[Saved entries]
- Opening Delimiter -
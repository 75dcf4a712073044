//! Decimal rounding and averaging.

/// Round to `decimals` places, resolving ties to the even neighbour.
///
/// # Examples
///
/// ```
/// use traffic_common::round_half_even;
///
/// assert_eq!(round_half_even(0.25, 1), 0.2);
/// assert_eq!(round_half_even(22.5, 0), 22.0);
/// ```
pub fn round_half_even(value: f64, decimals: i32) -> f64 {
    if !value.is_finite() {
        return value;
    }
    let factor = 10f64.powi(decimals);
    (value * factor).round_ties_even() / factor
}

/// Arithmetic mean, or `None` for an empty slice.
pub fn mean(values: &[f64]) -> Option<f64> {
    if values.is_empty() {
        return None;
    }
    Some(values.iter().sum::<f64>() / values.len() as f64)
}

#[cfg(test)]
mod tests {
    use proptest::prelude::*;

    use super::*;

    #[test]
    fn test_round_half_even_one_decimal() {
        assert_eq!(round_half_even(37.5, 1), 37.5);
        assert_eq!(round_half_even(12.34, 1), 12.3);
        assert_eq!(round_half_even(-1.25, 1), -1.2);
    }

    #[test]
    fn test_round_passes_nan_through() {
        assert!(round_half_even(f64::NAN, 1).is_nan());
    }

    #[test]
    fn test_mean() {
        assert_eq!(mean(&[]), None);
        assert_eq!(mean(&[2.0, 4.0, 9.0]), Some(5.0));
    }

    proptest! {
        #[test]
        fn test_integer_ties_resolve_to_even(n in -100_000i64..100_000) {
            let rounded = round_half_even(n as f64 + 0.5, 0);
            let expected = if n % 2 == 0 { n } else { n + 1 };
            prop_assert_eq!(rounded, expected as f64);
        }

        #[test]
        fn test_rounding_stays_within_half_a_step(value in -1.0e6f64..1.0e6) {
            let rounded = round_half_even(value, 1);
            prop_assert!((rounded - value).abs() <= 0.05 + 1e-9);
        }
    }
}
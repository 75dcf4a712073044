//! Week-coverage completeness of timestamped pair records.

use std::collections::BTreeMap;

use polars::prelude::DataFrame;
use traffic_common::{
    Key, Result, TableError, WeekTimestamp, key_values, require_columns, string_values,
};

const OPERATION: &str = "time_check";

const ALL_HOURS: u32 = (1 << 24) - 1;
const ALL_WEEKDAYS: u8 = (1 << 7) - 1;

/// One flag per `(id, id_2)` group, ordered by key.
///
/// `true` means the group's timestamps do not cover the full week.
pub type CoverageFlags = BTreeMap<(Key, Key), bool>;

#[derive(Debug, Default)]
struct Coverage {
    start_hours: u32,
    end_hours: u32,
    start_days: u8,
}

impl Coverage {
    fn record(&mut self, start: WeekTimestamp, end: WeekTimestamp) {
        self.start_hours |= 1 << start.hour();
        self.end_hours |= 1 << end.hour();
        self.start_days |= 1 << start.weekday.num_days_from_monday();
    }

    fn full_day(&self) -> bool {
        self.start_hours == ALL_HOURS && self.end_hours == ALL_HOURS
    }

    fn full_week(&self) -> bool {
        self.start_days == ALL_WEEKDAYS
    }

    fn incomplete(&self) -> bool {
        !(self.full_day() && self.full_week())
    }
}

/// Flag `(id, id_2)` groups whose timestamps miss part of the week.
///
/// Each row's `startDay`/`startTime` and `endDay`/`endTime` form a start and
/// end [`WeekTimestamp`]. A group covers a full day when its start hours and
/// its end hours each span all 24 hours, and a full week when its start
/// weekdays span all seven days. The flag is the negation of both holding.
///
/// # Errors
///
/// - [`TableError::MissingColumn`] for any absent input column
/// - [`TableError::InvalidValue`] for an unparseable day name or time
pub fn time_check(df: &DataFrame) -> Result<CoverageFlags> {
    require_columns(
        df,
        OPERATION,
        &["id", "id_2", "startDay", "startTime", "endDay", "endTime"],
    )?;
    let ids = key_values(df, OPERATION, "id")?;
    let ids_2 = key_values(df, OPERATION, "id_2")?;
    let starts = timestamps(df, "startDay", "startTime")?;
    let ends = timestamps(df, "endDay", "endTime")?;

    let mut groups: BTreeMap<(Key, Key), Coverage> = BTreeMap::new();
    for (((id, id_2), start), end) in ids.into_iter().zip(ids_2).zip(starts).zip(ends) {
        groups.entry((id, id_2)).or_default().record(start, end);
    }

    let flags: CoverageFlags = groups
        .into_iter()
        .map(|(key, coverage)| {
            tracing::trace!(
                id = %key.0,
                id_2 = %key.1,
                full_day = coverage.full_day(),
                full_week = coverage.full_week(),
                "group coverage"
            );
            (key, coverage.incomplete())
        })
        .collect();

    let incomplete = flags.values().filter(|flag| **flag).count();
    tracing::info!(groups = flags.len(), incomplete, "time coverage checked");
    Ok(flags)
}

fn timestamps(df: &DataFrame, day_column: &str, time_column: &str) -> Result<Vec<WeekTimestamp>> {
    let days = string_values(df, OPERATION, day_column)?;
    let times = string_values(df, OPERATION, time_column)?;

    days.iter()
        .zip(&times)
        .enumerate()
        .map(|(row, (day, time))| {
            WeekTimestamp::parse(day, time).ok_or_else(|| TableError::InvalidValue {
                operation: OPERATION,
                column: format!("{day_column}/{time_column}"),
                row,
                value: format!("{day} {time}"),
                reason: "expected a weekday name and HH:MM:SS time".to_string(),
            })
        })
        .collect()
}
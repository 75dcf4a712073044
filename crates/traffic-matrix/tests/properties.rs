//! Property tests for the aggregation invariants.

use polars::df;
use proptest::prelude::*;
use traffic_matrix::{
    CarType, Key, LabeledMatrix, generate_car_matrix, get_bus_indexes, get_type_count,
    multiply_matrix,
};

proptest! {
    #[test]
    fn test_car_matrix_diagonal_is_zero(
        cells in proptest::collection::btree_map((0i64..6, 0i64..6), 0.0f64..100.0, 1..30)
    ) {
        let id_1: Vec<i64> = cells.keys().map(|k| k.0).collect();
        let id_2: Vec<i64> = cells.keys().map(|k| k.1).collect();
        let car: Vec<f64> = cells.values().copied().collect();
        let df = df! { "id_1" => id_1, "id_2" => id_2, "car" => car }.unwrap();

        let matrix = generate_car_matrix(&df).unwrap();
        let (rows, columns) = matrix.shape();
        for i in 0..rows.min(columns) {
            prop_assert_eq!(matrix.at(i, i), 0.0);
        }
    }

    #[test]
    fn test_type_counts_sum_to_rows(cars in proptest::collection::vec(0.0f64..60.0, 1..50)) {
        let df = df! { "car" => cars.clone() }.unwrap();
        let counts = get_type_count(&df).unwrap();

        prop_assert_eq!(counts.values().sum::<usize>(), cars.len());
        for key in counts.keys() {
            prop_assert!(["low", "medium", "high"].contains(key));
        }
        let keys: Vec<_> = counts.keys().copied().collect();
        let mut sorted = keys.clone();
        sorted.sort_unstable();
        prop_assert_eq!(keys, sorted);
        for car in cars {
            prop_assert!(counts.contains_key(CarType::classify(car).label()));
        }
    }

    #[test]
    fn test_bus_indexes_are_exact(buses in proptest::collection::vec(0.0f64..1000.0, 1..50)) {
        let df = df! { "bus" => buses.clone() }.unwrap();
        let selected = get_bus_indexes(&df).unwrap();
        let cutoff = 2.0 * buses.iter().sum::<f64>() / buses.len() as f64;

        for (idx, bus) in buses.iter().enumerate() {
            prop_assert_eq!(selected.contains(&idx), *bus > cutoff);
        }
        prop_assert!(selected.windows(2).all(|w| w[0] < w[1]));
    }

    #[test]
    fn test_multiplier_moves_values_monotonically(value in 0.5f64..1000.0) {
        let label = vec![Key::from(1)];
        let matrix = LabeledMatrix::from_rows(label.clone(), label, vec![vec![value]]).unwrap();
        let out = multiply_matrix(&matrix).at(0, 0);

        if value > 20.0 {
            prop_assert!(out < value);
        } else {
            prop_assert!(out > value);
        }
    }
}
//! Column-contract checks and typed column extraction.
//!
//! Operations call these helpers before touching data so that a missing
//! column or a null cell surfaces as a [`TableError`] naming the operation,
//! instead of a generic Polars lookup failure.

use polars::prelude::{AnyValue, Column, DataFrame, DataType};

use crate::error::{Result, TableError};
use crate::key::Key;

/// Fail with [`TableError::MissingColumn`] unless every column is present.
pub fn require_columns(df: &DataFrame, operation: &'static str, columns: &[&str]) -> Result<()> {
    for column in columns {
        if df.column(column).is_err() {
            return Err(TableError::MissingColumn {
                operation,
                column: (*column).to_string(),
            });
        }
    }
    Ok(())
}

fn column<'a>(df: &'a DataFrame, operation: &'static str, name: &str) -> Result<&'a Column> {
    df.column(name).map_err(|_| TableError::MissingColumn {
        operation,
        column: name.to_string(),
    })
}

/// Read a column as `f64` values, rejecting nulls and non-numeric cells.
pub fn numeric_values(df: &DataFrame, operation: &'static str, name: &str) -> Result<Vec<f64>> {
    let source = column(df, operation, name)?;
    let numeric = source.cast(&DataType::Float64)?;
    let values = numeric.f64()?;

    let mut out = Vec::with_capacity(values.len());
    for (row, value) in values.into_iter().enumerate() {
        match value {
            Some(v) => out.push(v),
            None => {
                let original = source.get(row).unwrap_or(AnyValue::Null);
                if matches!(original, AnyValue::Null) {
                    return Err(TableError::NullValue {
                        operation,
                        column: name.to_string(),
                        row,
                    });
                }
                return Err(TableError::InvalidValue {
                    operation,
                    column: name.to_string(),
                    row,
                    value: original.to_string(),
                    reason: "not a number".to_string(),
                });
            }
        }
    }
    Ok(out)
}

/// Read a column as [`Key`] labels, rejecting nulls.
pub fn key_values(df: &DataFrame, operation: &'static str, name: &str) -> Result<Vec<Key>> {
    let source = column(df, operation, name)?;
    let mut out = Vec::with_capacity(source.len());
    for row in 0..source.len() {
        let key = Key::from_any(source.get(row)?).ok_or_else(|| TableError::NullValue {
            operation,
            column: name.to_string(),
            row,
        })?;
        out.push(key);
    }
    Ok(out)
}

/// Read a column as trimmed strings, rejecting nulls.
pub fn string_values(df: &DataFrame, operation: &'static str, name: &str) -> Result<Vec<String>> {
    let source = column(df, operation, name)?;
    let text = source.cast(&DataType::String)?;
    let values = text.str()?;

    let mut out = Vec::with_capacity(values.len());
    for (row, value) in values.into_iter().enumerate() {
        let value = value.ok_or_else(|| TableError::NullValue {
            operation,
            column: name.to_string(),
            row,
        })?;
        out.push(value.trim().to_string());
    }
    Ok(out)
}

#[cfg(test)]
mod tests {
    use super::*;
    use polars::prelude::{NamedFrom, Series};

    fn frame() -> DataFrame {
        DataFrame::new(vec![
            Series::new("id".into(), vec![1i64, 2, 3]).into(),
            Series::new("bus".into(), vec![Some(4.0), None, Some(6.0)]).into(),
            Series::new("day".into(), vec![" Monday", "Sunday ", "Friday"]).into(),
        ])
        .unwrap()
    }

    #[test]
    fn test_require_columns_reports_first_missing() {
        let err = require_columns(&frame(), "filter_routes", &["id", "route", "truck"])
            .unwrap_err();
        assert!(matches!(
            err,
            TableError::MissingColumn {
                operation: "filter_routes",
                ref column,
            } if column == "route"
        ));
    }

    #[test]
    fn test_numeric_values_casts_integers() {
        let values = numeric_values(&frame(), "test", "id").unwrap();
        assert_eq!(values, vec![1.0, 2.0, 3.0]);
    }

    #[test]
    fn test_numeric_values_rejects_nulls() {
        let err = numeric_values(&frame(), "get_bus_indexes", "bus").unwrap_err();
        assert!(matches!(err, TableError::NullValue { row: 1, .. }));
    }

    #[test]
    fn test_numeric_values_rejects_text() {
        let err = numeric_values(&frame(), "get_bus_indexes", "day").unwrap_err();
        assert!(matches!(err, TableError::InvalidValue { row: 0, .. }));
    }

    #[test]
    fn test_key_values() {
        let keys = key_values(&frame(), "test", "id").unwrap();
        assert_eq!(keys, vec![Key::Int(1), Key::Int(2), Key::Int(3)]);
    }

    #[test]
    fn test_string_values_trims() {
        let days = string_values(&frame(), "test", "day").unwrap();
        assert_eq!(days, vec!["Monday", "Sunday", "Friday"]);
    }
}
//! Matrix and aggregation analytics over traffic count tables.
//!
//! Every function here is a stateless transform: it borrows a Polars
//! `DataFrame` (or a [`LabeledMatrix`]) and returns a freshly built result.
//!
//! # Operations
//!
//! - [`generate_car_matrix`]: pivot `id_1` x `id_2` car counts, zero diagonal
//! - [`get_type_count`]: bucket `car` values into low/medium/high
//! - [`get_bus_indexes`]: rows whose `bus` exceeds twice the mean
//! - [`filter_routes`]: routes whose mean `truck` exceeds a threshold
//! - [`multiply_matrix`]: conditional scale-and-round of every cell
//! - [`time_check`]: per `(id, id_2)` flag for incomplete week coverage
//!
//! Thresholds and factors are configurable through [`AggregationOptions`]
//! and [`MultiplierOptions`]; the plain entry points use the defaults.

mod car_matrix;
mod config;
mod coverage;
mod filters;
mod multiply;
mod type_count;

pub use car_matrix::generate_car_matrix;
pub use config::{AggregationOptions, MultiplierOptions};
pub use coverage::{CoverageFlags, time_check};
pub use filters::{filter_routes, filter_routes_with, get_bus_indexes, get_bus_indexes_with};
pub use multiply::{multiply_matrix, multiply_matrix_with};
pub use type_count::{CarType, get_type_count, get_type_count_with};

pub use traffic_common::{Key, LabeledMatrix, Result, TableError};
- Closing Delimiter -
* AIM OF THE EXERCISE
Your answer must be a single number: how many lines of the entries above contain the string "Sunday".

* ANSWER FOR THE TASK
2